Mr. Froggatt has not registered as a lobbyist in the province of Ontario, but is registered in the federal and Toronto systems. Mr. Froggatt, who was vice-chair of the PC election campaign and chair of Mr. Ford’s transition team, said he sought advice from Ontario Integrity Commissioner J. David Wake and has “refrained from lobbying for one year since the end of transition. His advice is ongoing and I will continue to follow it.”

Mr. Teneycke, who was the party’s election-campaign manager, recently registered on behalf of five clients in Ontario’s lobbyist registry. He said he has also obtained advice from Mr. Wake and does not lobby the Premier, his office or the cabinet office.

Under Ontario law, registered lobbyists are prohibited from placing public office holders, including MPPs, in a conflict of interest, whether real or potential. While the Integrity Commissioner provides confidential advice to individual lobbyists, he has not issued public guidelines on precisely what the rule means, leading to uncertainty about the risk of involvement in political activities.

By contrast, under the federal regime, the Office of the Commissioner of Lobbying says lobbyists who serve in senior campaign roles for politicians risk creating “a sense of obligation" and should not lobby those individuals or their staff for a full election cycle.

While there are no rules that specifically govern how elected officials interact with lobbyists, Ontario law prohibits MPPs from taking part in making decisions in which there is an opportunity to further their own private interest or to improperly further the private interest of another person. Unlike the federal system, Ontario does not require lobbyists to file reports on each communication they have with public office holders.

The Globe and Mail spoke to more than two dozen Progressive Conservative insiders, including party officials, politicians, current and former aides, and lobbyists about the relationships between the Premier’s Office and Mr. Froggatt and Mr. Teneycke. Sources were granted anonymity to speak freely about private discussions or because they were not authorized to speak on the record.

Sources consistently describe Mr. Froggatt and Mr. Teneycke as members of the Premier’s inner circle who built their lobbying businesses while being given access to the Ford government. While lobbying firms often have relationships with governments, the scope of advice, involvement in government affairs and access to the Premier’s Office by Mr. Froggatt and Mr. Teneycke is seen as unusual.
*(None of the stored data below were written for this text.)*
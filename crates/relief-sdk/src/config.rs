use std::path::{Path, PathBuf};

use serde::{Deserialize, Serialize};

use relief_types::Location;

/// Runtime configuration for a ReliefProof installation.
#[derive(Clone, Debug, PartialEq, Eq, Serialize, Deserialize)]
#[serde(default)]
pub struct LedgerConfig {
    /// Directory holding one file per persisted chain.
    pub data_dir: PathBuf,
    /// Leading part of generated relief ids (`<prefix>-<YYYYMMDD>-<NNN>`).
    pub relief_id_prefix: String,
    /// Enforce the Verhoeff checksum on identity credentials.
    pub require_checksum: bool,
    /// Byte limit of the in-memory store.
    pub storage_quota_bytes: Option<u64>,
    /// PIN code directory served by the static location lookup.
    pub locations: Vec<Location>,
}

impl Default for LedgerConfig {
    fn default() -> Self {
        Self {
            data_dir: PathBuf::from(".reliefproof"),
            relief_id_prefix: "RP-WB".into(),
            require_checksum: false,
            storage_quota_bytes: None,
            locations: Vec::new(),
        }
    }
}

impl LedgerConfig {
    /// Parse a TOML document. Missing keys take their defaults.
    pub fn from_toml_str(text: &str) -> Result<Self, ConfigError> {
        let config: Self = toml::from_str(text)?;
        config.validate()?;
        Ok(config)
    }

    /// Read and parse a TOML file.
    pub fn load(path: &Path) -> Result<Self, ConfigError> {
        let text = std::fs::read_to_string(path).map_err(|source| ConfigError::Io {
            path: path.to_path_buf(),
            source,
        })?;
        Self::from_toml_str(&text)
    }

    pub fn validate(&self) -> Result<(), ConfigError> {
        if self.relief_id_prefix.trim().is_empty() {
            return Err(ConfigError::Invalid("relief_id_prefix must not be empty".into()));
        }
        for location in &self.locations {
            Location::new(
                location.district.as_str(),
                location.state.as_str(),
                location.post_office.as_str(),
                location.block_code.as_str(),
                location.pin_code.as_str(),
            )
            .map_err(|e| ConfigError::Invalid(format!("location {}: {e}", location.pin_code)))?;
        }
        Ok(())
    }
}

/// Errors from loading configuration.
#[derive(Debug, thiserror::Error)]
pub enum ConfigError {
    #[error("cannot read config {path}: {source}")]
    Io {
        path: PathBuf,
        source: std::io::Error,
    },

    #[error("invalid config syntax: {0}")]
    Parse(#[from] toml::de::Error),

    #[error("invalid config: {0}")]
    Invalid(String),
}

#[cfg(test)]
mod tests {
    use super::*;

    #[test]
    fn default_config() {
        let c = LedgerConfig::default();
        assert_eq!(c.data_dir, PathBuf::from(".reliefproof"));
        assert_eq!(c.relief_id_prefix, "RP-WB");
        assert!(!c.require_checksum);
        assert!(c.storage_quota_bytes.is_none());
        assert!(c.validate().is_ok());
    }

    #[test]
    fn partial_toml_keeps_defaults() {
        let c = LedgerConfig::from_toml_str("require_checksum = true\n").unwrap();
        assert!(c.require_checksum);
        assert_eq!(c.relief_id_prefix, "RP-WB");
    }

    #[test]
    fn full_toml() {
        let c = LedgerConfig::from_toml_str(
            r#"
            data_dir = "/var/lib/relief"
            relief_id_prefix = "RP-OD"
            storage_quota_bytes = 5242880
            "#,
        )
        .unwrap();
        assert_eq!(c.data_dir, PathBuf::from("/var/lib/relief"));
        assert_eq!(c.relief_id_prefix, "RP-OD");
        assert_eq!(c.storage_quota_bytes, Some(5_242_880));
    }

    #[test]
    fn location_directory() {
        let c = LedgerConfig::from_toml_str(
            r#"
            [[locations]]
            district = "Nadia"
            state = "West Bengal"
            post_office = "Krishnanagar"
            block_code = "N/A"
            pin_code = "741101"
            "#,
        )
        .unwrap();
        assert_eq!(c.locations.len(), 1);
        assert_eq!(c.locations[0].district, "Nadia");
    }

    #[test]
    fn malformed_location_rejected() {
        let err = LedgerConfig::from_toml_str(
            r#"
            [[locations]]
            district = "Nadia"
            state = ""
            post_office = ""
            block_code = ""
            pin_code = "74"
            "#,
        )
        .unwrap_err();
        assert!(matches!(err, ConfigError::Invalid(_)));
    }

    #[test]
    fn empty_prefix_rejected() {
        let err = LedgerConfig::from_toml_str("relief_id_prefix = \"  \"").unwrap_err();
        assert!(matches!(err, ConfigError::Invalid(_)));
    }

    #[test]
    fn syntax_error_reported() {
        assert!(matches!(
            LedgerConfig::from_toml_str("data_dir = ["),
            Err(ConfigError::Parse(_))
        ));
    }

    #[test]
    fn load_from_file() {
        let dir = tempfile::tempdir().unwrap();
        let path = dir.path().join("relief.toml");
        std::fs::write(&path, "relief_id_prefix = \"RP-AS\"").unwrap();
        assert_eq!(LedgerConfig::load(&path).unwrap().relief_id_prefix, "RP-AS");
        assert!(matches!(
            LedgerConfig::load(&dir.path().join("missing.toml")),
            Err(ConfigError::Io { .. })
        ));
    }
}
Mr. Froggatt and Mr. Teneycke’s roles extended to making suggestions on which cabinet ministers changed portfolios in last month’s massive shuffle, according to sources. New ministers will help dictate the government’s direction on policies that will affect the private sector. (Mr. Froggatt also provided input on the Premier’s first cabinet while he was on the transition team last summer, sources said.)

Mr. Froggatt and Mr. Teneycke did not deny they discussed who should be given portfolios in the shuffle, but said the Premier ultimately makes the decision about cabinet roles.

“Client issues have never tainted any advice provided to the Premier with respect to cabinet,” Mr. Teneycke said.

Mr. Froggatt said: “All of my advice is given in the context of the 2022 election.”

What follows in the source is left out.